## WHAT THE EXERCISE ASKS:
Give back exactly the lines of the material below, starting with the line with "filename src/lib.rs" and going on through the line with "state, and response".

## TASK DATA:
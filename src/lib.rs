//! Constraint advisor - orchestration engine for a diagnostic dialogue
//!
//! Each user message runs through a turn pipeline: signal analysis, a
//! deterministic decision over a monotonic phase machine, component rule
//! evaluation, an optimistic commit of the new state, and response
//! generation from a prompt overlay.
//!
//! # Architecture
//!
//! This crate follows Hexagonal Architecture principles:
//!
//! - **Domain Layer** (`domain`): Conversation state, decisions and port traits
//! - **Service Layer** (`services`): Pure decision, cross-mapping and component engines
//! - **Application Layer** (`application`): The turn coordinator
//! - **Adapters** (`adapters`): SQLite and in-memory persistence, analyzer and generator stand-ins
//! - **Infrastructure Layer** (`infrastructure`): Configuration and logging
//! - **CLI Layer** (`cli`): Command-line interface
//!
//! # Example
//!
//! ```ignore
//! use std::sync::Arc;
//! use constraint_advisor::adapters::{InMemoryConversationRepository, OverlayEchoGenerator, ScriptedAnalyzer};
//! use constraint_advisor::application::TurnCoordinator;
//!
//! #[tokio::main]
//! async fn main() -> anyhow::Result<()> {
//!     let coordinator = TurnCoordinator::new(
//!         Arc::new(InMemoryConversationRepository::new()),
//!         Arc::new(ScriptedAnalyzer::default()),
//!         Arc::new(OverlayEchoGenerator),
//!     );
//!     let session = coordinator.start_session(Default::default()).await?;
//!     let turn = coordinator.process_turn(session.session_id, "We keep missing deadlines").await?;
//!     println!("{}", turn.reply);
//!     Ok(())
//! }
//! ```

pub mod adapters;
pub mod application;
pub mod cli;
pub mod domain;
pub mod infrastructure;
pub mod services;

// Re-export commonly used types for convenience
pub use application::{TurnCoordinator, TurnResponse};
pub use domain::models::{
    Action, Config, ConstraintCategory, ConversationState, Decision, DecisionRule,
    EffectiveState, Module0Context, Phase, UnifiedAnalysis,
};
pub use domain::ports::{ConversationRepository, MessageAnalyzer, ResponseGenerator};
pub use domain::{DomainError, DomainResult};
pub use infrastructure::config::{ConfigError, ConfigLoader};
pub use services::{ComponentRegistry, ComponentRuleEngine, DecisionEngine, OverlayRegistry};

==

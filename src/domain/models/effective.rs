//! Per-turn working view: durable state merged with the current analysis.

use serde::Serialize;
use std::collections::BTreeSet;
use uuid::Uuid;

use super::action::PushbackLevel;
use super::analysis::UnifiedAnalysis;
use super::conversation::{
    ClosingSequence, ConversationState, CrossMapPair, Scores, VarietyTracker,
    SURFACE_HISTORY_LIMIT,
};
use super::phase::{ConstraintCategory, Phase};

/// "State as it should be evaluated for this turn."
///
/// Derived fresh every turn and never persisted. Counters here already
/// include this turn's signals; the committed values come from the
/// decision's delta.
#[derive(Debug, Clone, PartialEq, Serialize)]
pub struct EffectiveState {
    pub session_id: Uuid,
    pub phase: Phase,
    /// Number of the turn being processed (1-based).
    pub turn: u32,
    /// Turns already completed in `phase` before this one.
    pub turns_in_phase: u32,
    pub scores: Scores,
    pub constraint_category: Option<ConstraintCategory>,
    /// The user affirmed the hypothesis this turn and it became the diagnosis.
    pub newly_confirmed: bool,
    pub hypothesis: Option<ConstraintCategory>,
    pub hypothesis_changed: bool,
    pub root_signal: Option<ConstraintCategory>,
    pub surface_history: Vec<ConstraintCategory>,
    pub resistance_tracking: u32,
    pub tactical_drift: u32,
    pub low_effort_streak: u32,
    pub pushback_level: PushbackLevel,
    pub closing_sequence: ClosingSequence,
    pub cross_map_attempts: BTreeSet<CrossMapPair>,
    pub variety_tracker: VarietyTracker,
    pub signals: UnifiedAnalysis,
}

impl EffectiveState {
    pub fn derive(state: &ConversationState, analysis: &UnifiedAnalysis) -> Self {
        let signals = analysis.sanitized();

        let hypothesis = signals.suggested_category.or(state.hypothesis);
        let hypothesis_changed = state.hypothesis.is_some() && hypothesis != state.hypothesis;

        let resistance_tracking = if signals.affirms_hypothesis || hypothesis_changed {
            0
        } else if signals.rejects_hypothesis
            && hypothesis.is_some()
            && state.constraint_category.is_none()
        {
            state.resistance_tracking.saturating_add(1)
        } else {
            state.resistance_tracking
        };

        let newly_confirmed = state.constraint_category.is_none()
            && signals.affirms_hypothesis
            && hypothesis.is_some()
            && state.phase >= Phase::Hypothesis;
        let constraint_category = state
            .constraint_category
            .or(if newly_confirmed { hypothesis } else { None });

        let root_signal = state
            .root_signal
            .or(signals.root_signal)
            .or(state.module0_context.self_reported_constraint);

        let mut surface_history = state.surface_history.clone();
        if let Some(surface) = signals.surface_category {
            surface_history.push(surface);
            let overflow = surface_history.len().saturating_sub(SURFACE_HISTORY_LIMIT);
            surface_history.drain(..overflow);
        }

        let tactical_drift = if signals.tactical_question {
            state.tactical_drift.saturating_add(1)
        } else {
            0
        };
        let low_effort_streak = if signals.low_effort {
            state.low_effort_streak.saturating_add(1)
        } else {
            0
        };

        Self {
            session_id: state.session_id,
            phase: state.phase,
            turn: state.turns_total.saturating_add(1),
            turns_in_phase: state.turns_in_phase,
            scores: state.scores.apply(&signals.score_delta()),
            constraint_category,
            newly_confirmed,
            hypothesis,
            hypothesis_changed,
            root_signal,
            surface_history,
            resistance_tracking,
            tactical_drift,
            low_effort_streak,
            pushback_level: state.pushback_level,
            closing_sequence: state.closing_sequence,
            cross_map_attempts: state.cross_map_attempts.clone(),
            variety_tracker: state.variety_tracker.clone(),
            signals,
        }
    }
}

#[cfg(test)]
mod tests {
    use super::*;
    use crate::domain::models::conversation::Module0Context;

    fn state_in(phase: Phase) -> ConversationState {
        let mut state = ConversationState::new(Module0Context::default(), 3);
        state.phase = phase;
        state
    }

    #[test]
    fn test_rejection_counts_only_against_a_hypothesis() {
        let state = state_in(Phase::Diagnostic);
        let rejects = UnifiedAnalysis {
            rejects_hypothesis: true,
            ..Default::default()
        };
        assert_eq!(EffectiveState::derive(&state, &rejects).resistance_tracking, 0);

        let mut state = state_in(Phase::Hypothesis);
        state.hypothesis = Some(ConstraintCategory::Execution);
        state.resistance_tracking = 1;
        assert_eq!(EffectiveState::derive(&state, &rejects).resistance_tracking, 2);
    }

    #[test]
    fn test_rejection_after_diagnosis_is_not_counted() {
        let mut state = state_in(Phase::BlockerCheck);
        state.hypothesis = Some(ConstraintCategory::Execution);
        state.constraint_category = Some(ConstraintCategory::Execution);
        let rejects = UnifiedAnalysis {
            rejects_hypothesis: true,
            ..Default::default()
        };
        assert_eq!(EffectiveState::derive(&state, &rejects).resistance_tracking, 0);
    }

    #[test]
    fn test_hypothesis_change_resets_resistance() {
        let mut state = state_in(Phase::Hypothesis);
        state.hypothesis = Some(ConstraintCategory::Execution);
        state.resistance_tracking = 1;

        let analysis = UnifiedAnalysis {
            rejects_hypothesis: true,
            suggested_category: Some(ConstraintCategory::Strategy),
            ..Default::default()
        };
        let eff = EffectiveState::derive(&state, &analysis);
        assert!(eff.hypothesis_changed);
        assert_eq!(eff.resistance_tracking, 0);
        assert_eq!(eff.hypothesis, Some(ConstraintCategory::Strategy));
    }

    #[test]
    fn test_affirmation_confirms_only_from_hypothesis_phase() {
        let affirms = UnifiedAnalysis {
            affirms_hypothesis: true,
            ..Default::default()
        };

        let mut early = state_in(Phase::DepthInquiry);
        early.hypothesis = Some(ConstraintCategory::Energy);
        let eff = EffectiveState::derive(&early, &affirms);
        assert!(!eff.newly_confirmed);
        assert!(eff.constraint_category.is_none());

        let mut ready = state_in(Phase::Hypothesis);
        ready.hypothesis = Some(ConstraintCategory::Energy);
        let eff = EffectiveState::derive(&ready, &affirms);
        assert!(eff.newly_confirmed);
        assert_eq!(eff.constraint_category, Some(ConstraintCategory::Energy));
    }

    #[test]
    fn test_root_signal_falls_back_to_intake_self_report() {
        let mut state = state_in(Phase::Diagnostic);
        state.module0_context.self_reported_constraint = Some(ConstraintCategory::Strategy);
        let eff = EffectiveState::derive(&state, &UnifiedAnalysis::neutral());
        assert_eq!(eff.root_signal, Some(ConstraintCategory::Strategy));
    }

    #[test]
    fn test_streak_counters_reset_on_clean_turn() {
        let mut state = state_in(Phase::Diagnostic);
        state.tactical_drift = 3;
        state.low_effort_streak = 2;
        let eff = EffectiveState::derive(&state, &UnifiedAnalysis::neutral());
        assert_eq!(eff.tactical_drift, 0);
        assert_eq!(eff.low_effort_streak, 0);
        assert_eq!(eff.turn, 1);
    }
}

* * *

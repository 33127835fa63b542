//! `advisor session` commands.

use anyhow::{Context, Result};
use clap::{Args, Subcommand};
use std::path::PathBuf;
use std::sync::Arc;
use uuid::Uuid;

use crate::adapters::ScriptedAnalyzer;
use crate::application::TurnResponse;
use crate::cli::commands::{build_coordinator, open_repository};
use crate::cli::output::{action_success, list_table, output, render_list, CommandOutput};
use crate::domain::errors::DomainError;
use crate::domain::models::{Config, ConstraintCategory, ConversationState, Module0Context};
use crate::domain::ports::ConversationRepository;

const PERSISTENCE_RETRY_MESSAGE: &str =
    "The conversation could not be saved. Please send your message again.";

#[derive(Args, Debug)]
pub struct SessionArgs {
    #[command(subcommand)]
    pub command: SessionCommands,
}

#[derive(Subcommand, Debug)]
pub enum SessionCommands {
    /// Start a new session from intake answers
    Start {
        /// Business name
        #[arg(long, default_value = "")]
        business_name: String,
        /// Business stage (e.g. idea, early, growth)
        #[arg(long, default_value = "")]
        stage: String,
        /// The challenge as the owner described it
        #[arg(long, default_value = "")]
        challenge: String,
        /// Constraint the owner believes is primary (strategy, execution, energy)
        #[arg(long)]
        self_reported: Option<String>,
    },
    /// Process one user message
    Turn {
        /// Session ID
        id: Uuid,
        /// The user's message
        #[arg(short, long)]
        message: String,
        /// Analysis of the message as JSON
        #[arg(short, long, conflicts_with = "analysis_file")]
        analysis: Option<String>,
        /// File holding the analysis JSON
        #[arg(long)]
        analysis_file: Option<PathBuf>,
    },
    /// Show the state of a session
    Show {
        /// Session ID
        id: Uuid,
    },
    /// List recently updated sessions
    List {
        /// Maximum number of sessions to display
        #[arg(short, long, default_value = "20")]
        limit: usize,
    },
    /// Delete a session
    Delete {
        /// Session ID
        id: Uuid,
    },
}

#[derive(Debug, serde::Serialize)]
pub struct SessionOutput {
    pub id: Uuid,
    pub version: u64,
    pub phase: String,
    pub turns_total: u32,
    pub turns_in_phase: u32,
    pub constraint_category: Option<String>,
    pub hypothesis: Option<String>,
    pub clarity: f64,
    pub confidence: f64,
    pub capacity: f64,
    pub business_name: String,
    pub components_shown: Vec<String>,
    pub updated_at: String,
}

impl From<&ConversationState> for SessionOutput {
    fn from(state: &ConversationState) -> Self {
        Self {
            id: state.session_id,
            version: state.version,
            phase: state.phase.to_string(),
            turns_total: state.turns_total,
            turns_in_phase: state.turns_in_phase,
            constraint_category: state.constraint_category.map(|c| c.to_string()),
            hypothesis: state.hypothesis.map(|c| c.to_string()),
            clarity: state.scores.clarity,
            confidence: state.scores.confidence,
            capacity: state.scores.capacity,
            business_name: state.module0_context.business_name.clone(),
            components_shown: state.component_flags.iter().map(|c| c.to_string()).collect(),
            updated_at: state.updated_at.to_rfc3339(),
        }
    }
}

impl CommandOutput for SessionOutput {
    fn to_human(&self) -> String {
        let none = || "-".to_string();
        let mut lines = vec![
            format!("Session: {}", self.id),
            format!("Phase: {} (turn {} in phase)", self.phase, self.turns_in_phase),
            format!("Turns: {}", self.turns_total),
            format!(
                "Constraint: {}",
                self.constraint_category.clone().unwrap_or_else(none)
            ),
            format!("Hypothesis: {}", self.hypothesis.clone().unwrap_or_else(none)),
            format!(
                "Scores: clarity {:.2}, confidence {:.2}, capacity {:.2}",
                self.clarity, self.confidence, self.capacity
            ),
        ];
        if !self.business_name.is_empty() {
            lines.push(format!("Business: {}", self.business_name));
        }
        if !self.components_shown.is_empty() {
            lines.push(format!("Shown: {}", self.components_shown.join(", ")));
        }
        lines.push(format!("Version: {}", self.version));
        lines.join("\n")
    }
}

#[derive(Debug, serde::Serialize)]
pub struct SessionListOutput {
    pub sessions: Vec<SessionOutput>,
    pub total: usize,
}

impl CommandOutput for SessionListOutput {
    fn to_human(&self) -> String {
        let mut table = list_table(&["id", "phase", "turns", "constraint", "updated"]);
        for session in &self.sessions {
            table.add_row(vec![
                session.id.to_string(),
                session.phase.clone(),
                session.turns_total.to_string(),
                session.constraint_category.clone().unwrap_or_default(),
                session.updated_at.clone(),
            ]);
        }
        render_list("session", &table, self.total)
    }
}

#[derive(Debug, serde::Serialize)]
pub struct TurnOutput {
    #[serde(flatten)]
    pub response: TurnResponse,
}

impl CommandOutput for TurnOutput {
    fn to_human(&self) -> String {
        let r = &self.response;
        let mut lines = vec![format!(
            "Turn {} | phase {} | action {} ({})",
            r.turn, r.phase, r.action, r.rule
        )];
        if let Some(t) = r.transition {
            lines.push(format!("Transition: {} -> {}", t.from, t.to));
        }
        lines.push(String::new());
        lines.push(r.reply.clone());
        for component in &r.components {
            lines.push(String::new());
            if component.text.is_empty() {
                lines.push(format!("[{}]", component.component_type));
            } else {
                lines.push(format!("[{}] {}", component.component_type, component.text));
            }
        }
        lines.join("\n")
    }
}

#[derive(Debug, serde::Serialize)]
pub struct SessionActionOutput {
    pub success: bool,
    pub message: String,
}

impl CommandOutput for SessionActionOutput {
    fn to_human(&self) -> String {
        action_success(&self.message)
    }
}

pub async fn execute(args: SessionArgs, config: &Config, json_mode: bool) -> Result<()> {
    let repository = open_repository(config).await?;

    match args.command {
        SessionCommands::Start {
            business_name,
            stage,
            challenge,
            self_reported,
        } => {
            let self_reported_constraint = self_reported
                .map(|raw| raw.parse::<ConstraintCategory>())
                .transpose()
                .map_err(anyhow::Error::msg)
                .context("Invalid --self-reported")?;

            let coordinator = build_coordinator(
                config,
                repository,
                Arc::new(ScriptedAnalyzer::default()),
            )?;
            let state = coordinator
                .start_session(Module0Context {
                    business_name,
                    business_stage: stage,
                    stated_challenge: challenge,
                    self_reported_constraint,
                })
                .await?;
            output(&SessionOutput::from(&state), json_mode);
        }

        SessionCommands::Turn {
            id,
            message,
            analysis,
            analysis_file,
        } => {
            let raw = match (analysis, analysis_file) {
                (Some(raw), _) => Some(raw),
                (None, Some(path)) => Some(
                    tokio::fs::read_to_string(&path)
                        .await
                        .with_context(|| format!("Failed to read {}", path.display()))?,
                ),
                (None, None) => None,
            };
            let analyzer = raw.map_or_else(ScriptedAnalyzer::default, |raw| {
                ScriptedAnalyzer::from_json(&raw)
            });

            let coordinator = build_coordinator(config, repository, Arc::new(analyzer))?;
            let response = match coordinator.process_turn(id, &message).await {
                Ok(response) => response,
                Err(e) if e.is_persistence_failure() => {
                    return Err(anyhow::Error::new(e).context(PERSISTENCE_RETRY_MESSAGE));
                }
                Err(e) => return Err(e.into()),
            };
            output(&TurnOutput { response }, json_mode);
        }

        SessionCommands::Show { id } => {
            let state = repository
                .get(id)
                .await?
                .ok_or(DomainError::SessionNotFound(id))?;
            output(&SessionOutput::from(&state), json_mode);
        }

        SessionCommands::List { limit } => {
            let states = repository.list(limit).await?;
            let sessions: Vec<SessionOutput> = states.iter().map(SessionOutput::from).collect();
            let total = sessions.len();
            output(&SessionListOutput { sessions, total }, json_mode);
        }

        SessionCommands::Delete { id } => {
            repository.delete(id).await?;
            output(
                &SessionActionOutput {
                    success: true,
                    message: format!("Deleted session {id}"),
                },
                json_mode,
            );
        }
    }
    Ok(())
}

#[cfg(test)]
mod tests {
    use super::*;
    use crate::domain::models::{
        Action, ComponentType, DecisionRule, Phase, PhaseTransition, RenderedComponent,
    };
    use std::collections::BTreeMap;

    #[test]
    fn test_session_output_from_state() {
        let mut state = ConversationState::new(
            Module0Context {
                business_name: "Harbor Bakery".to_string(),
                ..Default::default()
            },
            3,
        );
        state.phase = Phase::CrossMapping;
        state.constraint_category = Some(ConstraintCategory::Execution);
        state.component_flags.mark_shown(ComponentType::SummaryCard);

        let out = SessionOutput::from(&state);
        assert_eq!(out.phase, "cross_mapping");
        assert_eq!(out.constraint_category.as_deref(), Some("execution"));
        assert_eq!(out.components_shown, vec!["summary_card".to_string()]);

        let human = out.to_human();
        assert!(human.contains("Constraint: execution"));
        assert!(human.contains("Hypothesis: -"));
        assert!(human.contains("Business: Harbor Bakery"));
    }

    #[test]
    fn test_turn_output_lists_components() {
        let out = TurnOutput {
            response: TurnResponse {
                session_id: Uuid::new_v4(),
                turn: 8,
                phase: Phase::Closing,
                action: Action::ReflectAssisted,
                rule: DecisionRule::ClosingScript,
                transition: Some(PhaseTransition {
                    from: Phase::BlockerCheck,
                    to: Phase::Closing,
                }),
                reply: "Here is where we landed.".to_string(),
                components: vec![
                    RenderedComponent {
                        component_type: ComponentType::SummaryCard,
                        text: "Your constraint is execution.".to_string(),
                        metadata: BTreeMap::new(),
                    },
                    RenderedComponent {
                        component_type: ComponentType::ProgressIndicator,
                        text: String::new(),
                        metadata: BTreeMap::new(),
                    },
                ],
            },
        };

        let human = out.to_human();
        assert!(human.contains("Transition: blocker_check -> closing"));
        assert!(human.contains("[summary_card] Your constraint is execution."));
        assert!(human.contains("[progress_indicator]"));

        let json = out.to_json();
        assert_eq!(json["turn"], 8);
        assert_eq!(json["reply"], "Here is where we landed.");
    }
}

## FINISHED TASK:
filename src/lib.rs
//! Constraint advisor - orchestration engine for a diagnostic dialogue
//!
//! Each user message runs through a turn pipeline: signal analysis, a
//! deterministic decision over a monotonic phase machine, component rule
//! evaluation, an optimistic commit of the new state, and response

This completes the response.